За расковыванием злых страстей, за сковыванием силой этих страстей разума и воли может следовать самый опасный прием Б.-апелляция к жажде сверхъестественного, попытка подделать духовные ценности и духовный опыт. По слову ап. Павла, «сам сатана принимает вид Ангела света» (2 Кор. 11:14). Б. не в силах подделать только сути, но могут подделать любую форму в которой является сверхъестест­венное: видениям, приходящим от Бога, противостоят ложные видения, Божественным чудесам — ложные чудеса Б. и антихриста (см. ст. «Чудо» ), действию Святого Духа — бесовская пародия на духовность, в терминах аскетики обозначаемая как «прелесть». Сколь бы тонкой, однако, ни была подделка, она всегда может быть распознана при наличии доброй воли к преодолению самообманов и с призыванием помощи Божией, иначе вера не вменяла бы каждому христианину в непременную обязанность следование словам св. Иоанна Богослова: «Не всякому духу верьте, но испытывайте духов, от Бога ли они» (1 Ин. 4:1). Если подлинные действия благодати Божией умиротворяют душу, сообщая ей мир, «который превыше всякого ума» (Флп. 4:7), укрепляя и собирая ее силы, внушая благодарное смирение, то ложные видения и чудеса от Б., а также устраиваемые ими лжемистические состояния вызывают либо уныние и смущение, либо нетрезвую, горделивую экзальтацию, «кровяное разжение» и в обоих случаях расслабляют душу, разрушают ее собранность, охлаждают любовь, уводят от смирения.

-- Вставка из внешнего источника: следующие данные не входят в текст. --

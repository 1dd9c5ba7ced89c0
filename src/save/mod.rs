//! Save-to-disk primitive behind a capability trait.
//!
//! The exporter persists downloaded content through [`SaveFile`], a
//! single-method capability: "save this blob under this name". The
//! shipped implementation is [`DiskSaver`]; hosts with other storage
//! (or tests with recording fakes) inject their own.

mod disk;

pub use disk::DiskSaver;

use std::path::PathBuf;

use async_trait::async_trait;
use thiserror::Error;

use crate::export::Blob;

/// Capability trait for persisting a blob under a filename.
///
/// # Object Safety
///
/// Uses `async_trait` to support dynamic dispatch via `Arc<dyn SaveFile>`.
#[async_trait]
pub trait SaveFile: Send + Sync {
    /// Persists `blob` under `filename` and returns the location it was
    /// written to.
    ///
    /// # Errors
    ///
    /// Returns [`SaveError`] if the content could not be persisted.
    async fn save(&self, blob: &Blob, filename: &str) -> Result<PathBuf, SaveError>;
}

/// Errors that can occur while persisting a blob.
#[derive(Debug, Error)]
pub enum SaveError {
    /// File system error (create directory, write, etc.)
    #[error("IO error writing to {path}: {source}")]
    Io {
        /// The file path where the error occurred.
        path: PathBuf,
        /// The underlying IO error.
        #[source]
        source: std::io::Error,
    },

    /// The requested filename cannot name a file in the target directory.
    #[error("invalid filename: {filename}")]
    InvalidFilename {
        /// The rejected filename.
        filename: String,
    },
}

impl SaveError {
    /// Creates an IO error.
    pub fn io(path: impl Into<PathBuf>, source: std::io::Error) -> Self {
        Self::Io {
            path: path.into(),
            source,
        }
    }

    /// Creates an invalid filename error.
    pub fn invalid_filename(filename: impl Into<String>) -> Self {
        Self::InvalidFilename {
            filename: filename.into(),
        }
    }
}
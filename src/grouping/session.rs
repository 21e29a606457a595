//! One interactive regrouping session over a loaded graph.

use log::{debug, info};

use super::elements::{ElementList, to_elements};
use super::history::History;
use super::merge::{MergeRejection, merge};
use super::model::GraphModel;
use super::partition::partition;
use super::store::{Group, GroupStore};
use super::summary::{GroupLink, GroupSummary, cross_group_links, summarize};
use crate::config::HistoryConfig;

/// A loaded graph with its undoable grouping.
///
/// This is the surface the UI drives: load, merge, undo, redo, reset. Each call
/// records at most one history entry, and calls that would not change the
/// grouping record none.
#[derive(Clone, Debug)]
pub struct GroupingSession {
	graph: GraphModel,
	history: History<GroupStore>,
}

impl Default for GroupingSession {
	fn default() -> Self {
		Self::new(&HistoryConfig::default())
	}
}

impl GroupingSession {
	/// Create a session with no graph loaded.
	pub fn new(config: &HistoryConfig) -> Self {
		Self {
			graph: GraphModel::default(),
			history: History::with_config(GroupStore::new(), config),
		}
	}

	/// Create a session and load `graph` into it.
	pub fn with_graph(graph: GraphModel, config: &HistoryConfig) -> Self {
		let mut session = Self::new(config);
		session.load_graph(graph);
		session
	}

	/// Replace the graph, regroup it from scratch and forget all history.
	pub fn load_graph(&mut self, graph: GraphModel) {
		let store = partition(&graph);
		info!(
			"session: loaded {} nodes, {} edges into {} groups",
			graph.nodes.len(),
			graph.edges.len(),
			store.len()
		);
		self.graph = graph;
		self.history.reset(store);
	}

	/// Merge `source` into `target` as one undoable step.
	///
	/// A rejected merge leaves the grouping and both history stacks unchanged.
	pub fn merge_groups(&mut self, source: &str, target: &str) -> Result<(), MergeRejection> {
		let edges = &self.graph.edges;
		let result = self
			.history
			.try_commit(|store| merge(store, source, target, edges));
		match &result {
			Ok(()) => info!("session: merged {} into {}", source, target),
			Err(rejection) => debug!("session: merge ignored: {}", rejection),
		}
		result
	}

	/// Undo the last grouping change. Returns false when there was none.
	pub fn undo(&mut self) -> bool {
		self.history.undo()
	}

	/// Redo the last undone change. Returns false when there was none.
	pub fn redo(&mut self) -> bool {
		self.history.redo()
	}

	/// Restore the default grouping as one undoable step.
	///
	/// Returns false, recording nothing, when the grouping already is the default.
	pub fn reset_to_default_partition(&mut self) -> bool {
		let default = partition(&self.graph);
		if &default == self.history.current() {
			debug!("session: reset ignored, grouping is already the default");
			return false;
		}
		self.history.commit(move |_| default);
		info!("session: reset to default grouping");
		true
	}

	/// The loaded graph.
	pub fn graph(&self) -> &GraphModel {
		&self.graph
	}

	/// Current grouping.
	pub fn groups(&self) -> &GroupStore {
		self.history.current()
	}

	/// Current content of one group.
	pub fn group(&self, key: &str) -> Option<&Group> {
		self.groups().get(key)
	}

	/// Group keys in display order.
	pub fn group_keys(&self) -> Vec<String> {
		self.groups().keys().map(str::to_string).collect()
	}

	/// Element list of one group, if it exists.
	pub fn elements(&self, key: &str) -> Option<ElementList> {
		self.group(key).map(to_elements)
	}

	/// Card figures for every group.
	pub fn summaries(&self) -> Vec<GroupSummary> {
		summarize(self.groups())
	}

	/// Card figures for one group.
	pub fn summary(&self, key: &str) -> Option<GroupSummary> {
		self.group(key).map(|g| GroupSummary::of(key, g))
	}

	/// Edges currently crossing between groups, per ordered pair.
	pub fn cross_group_links(&self) -> Vec<GroupLink> {
		cross_group_links(self.groups(), &self.graph)
	}

	/// True when [`undo`](Self::undo) would change the grouping.
	pub fn can_undo(&self) -> bool {
		self.history.can_undo()
	}

	/// True when [`redo`](Self::redo) would change the grouping.
	pub fn can_redo(&self) -> bool {
		self.history.can_redo()
	}

	/// Number of undoable steps.
	pub fn undo_depth(&self) -> usize {
		self.history.past_len()
	}

	/// Number of redoable steps.
	pub fn redo_depth(&self) -> usize {
		self.history.future_len()
	}
}
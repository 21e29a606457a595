//! Board and history configuration.

/// Undo history limits.
#[derive(Clone, Debug, PartialEq, Eq)]
pub struct HistoryConfig {
	/// Maximum number of undoable steps kept. Older steps are dropped first.
	pub max_undo_steps: usize,
}

impl Default for HistoryConfig {
	fn default() -> Self {
		Self { max_undo_steps: 128 }
	}
}

/// Settings for the group board.
#[derive(Clone, Debug, PartialEq)]
pub struct BoardConfig {
	/// DOM id of the `<script>` element carrying the graph JSON.
	pub data_element_id: &'static str,
	/// Canvas height of a group card, in pixels.
	pub card_height: f64,
	/// Canvas height of the group detail view, in pixels.
	pub detail_height: f64,
	/// Undo history limits.
	pub history: HistoryConfig,
}

impl Default for BoardConfig {
	fn default() -> Self {
		Self {
			data_element_id: "graph-data",
			card_height: 224.0,
			detail_height: 640.0,
			history: HistoryConfig::default(),
		}
	}
}
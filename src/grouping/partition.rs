//! Initial grouping derived from node module paths.

use std::collections::HashMap;

use log::debug;

use super::key::key_of;
use super::model::GraphModel;
use super::store::GroupStore;

/// Build the default grouping of `graph`.
///
/// Each node goes to the group named by [`key_of`] its module path. An edge is
/// kept only when both endpoints resolve to the same group; cross-group edges
/// and edges naming unknown nodes belong to no group.
pub fn partition(graph: &GraphModel) -> GroupStore {
	let mut store = GroupStore::new();
	let mut membership: HashMap<&str, String> = HashMap::with_capacity(graph.nodes.len());
	for node in &graph.nodes {
		let key = key_of(node.module_path.as_deref());
		store.entry(&key).nodes.push(node.clone());
		membership.insert(node.id.as_str(), key);
	}

	let mut dropped = 0usize;
	for edge in &graph.edges {
		let source = membership.get(edge.source.as_str());
		let target = membership.get(edge.target.as_str());
		match (source, target) {
			(Some(s), Some(t)) if s == t => {
				if let Some(group) = store.get_mut(s) {
					group.edges.push(edge.clone());
				}
			}
			_ => dropped += 1,
		}
	}

	debug!(
		"partition: {} nodes into {} groups, {} intra-group edges, {} dropped",
		graph.nodes.len(),
		store.len(),
		store.edge_count(),
		dropped
	);
	store
}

Особое внимание Б. привлекает всякий выдающийся делатель христианского подвига. Такой человек как бы вступил с Б. в открытую войну и принимает их главный удар на себя. Б. преследуют его не только соблазнами, но и просто местью, о чем предупреждали учители аскетики. Характерен эпизод «Откровенных рассказов странника духовному своему отцу»: когда страннику случается духовно помочь крестьянской девице, научить ее умной молитве и вообще наставить на правильный

[87]

путь, на него обрушиваются злоключения, его подвергают аресту и наказанию розгами; и откровение во сне вместе с поучением преп. Иоанна Карпафийского, прочитанным в «Добротолюбии», разъясняют ему, что он терпит от Б. за свое доброе дело. Подобных эпизодов много и в древней житийно-аскетической литературе (напр., в «Луге ду­ховном» Иоанна Мосха).

Ради борьбы с Б. отшельники в различные времена, с самого начала христианского подвижничества, с намерением избирали для своих обителей места, пользовавшиеся недоброй славой как обиталища нечистой силы, чтобы сразиться с Б. в самом их гнезде. Пример этому подал Сам Господь Иисус Христос, по вдохновению от Духа Св. направившийся в пустыню Иудейскую, место демонического при­сутствия (куда выгоняли отягощенного грехами народа и обреченного Азазелю «козла отпущения»), ища встречи и духовного поединка с сатаною (Мф. 4:1; Мк. 1:12-13; Лк. 4:1). В житиях отшельников, как древних, прежде всего египетских (напр., преп. Антония Великого), так и русских (напр., преп. Сергия Радонежского), мы постоянно встречаем рассказы о яростных попытках раздраженных Б. всеми средствами соблазна и особенно устрашения отвратить аскета от его подвига или хотя бы прогнать его с места. Церковь никого не обязывает безусловно принимать как предмет веры любую подробность этих рассказов, поскольку детали могут быть обусловлены фольклорными мотивами, а также трудностью изъяснить обычному человеку исключительный опыт крайней жизненной ситуации, в которую ставит себя подвижник; но огульный скепсис перед лицом единодушного свидетельства двух ты­сячелетнего предания оправдан быть не может. Не подлежит сомнению, что злобный ужас перед подвигом великих молитвенников вызывает Б. на такие прямые выпады, от которых они воздерживаются, когда имеют дело с людьми более заурядными.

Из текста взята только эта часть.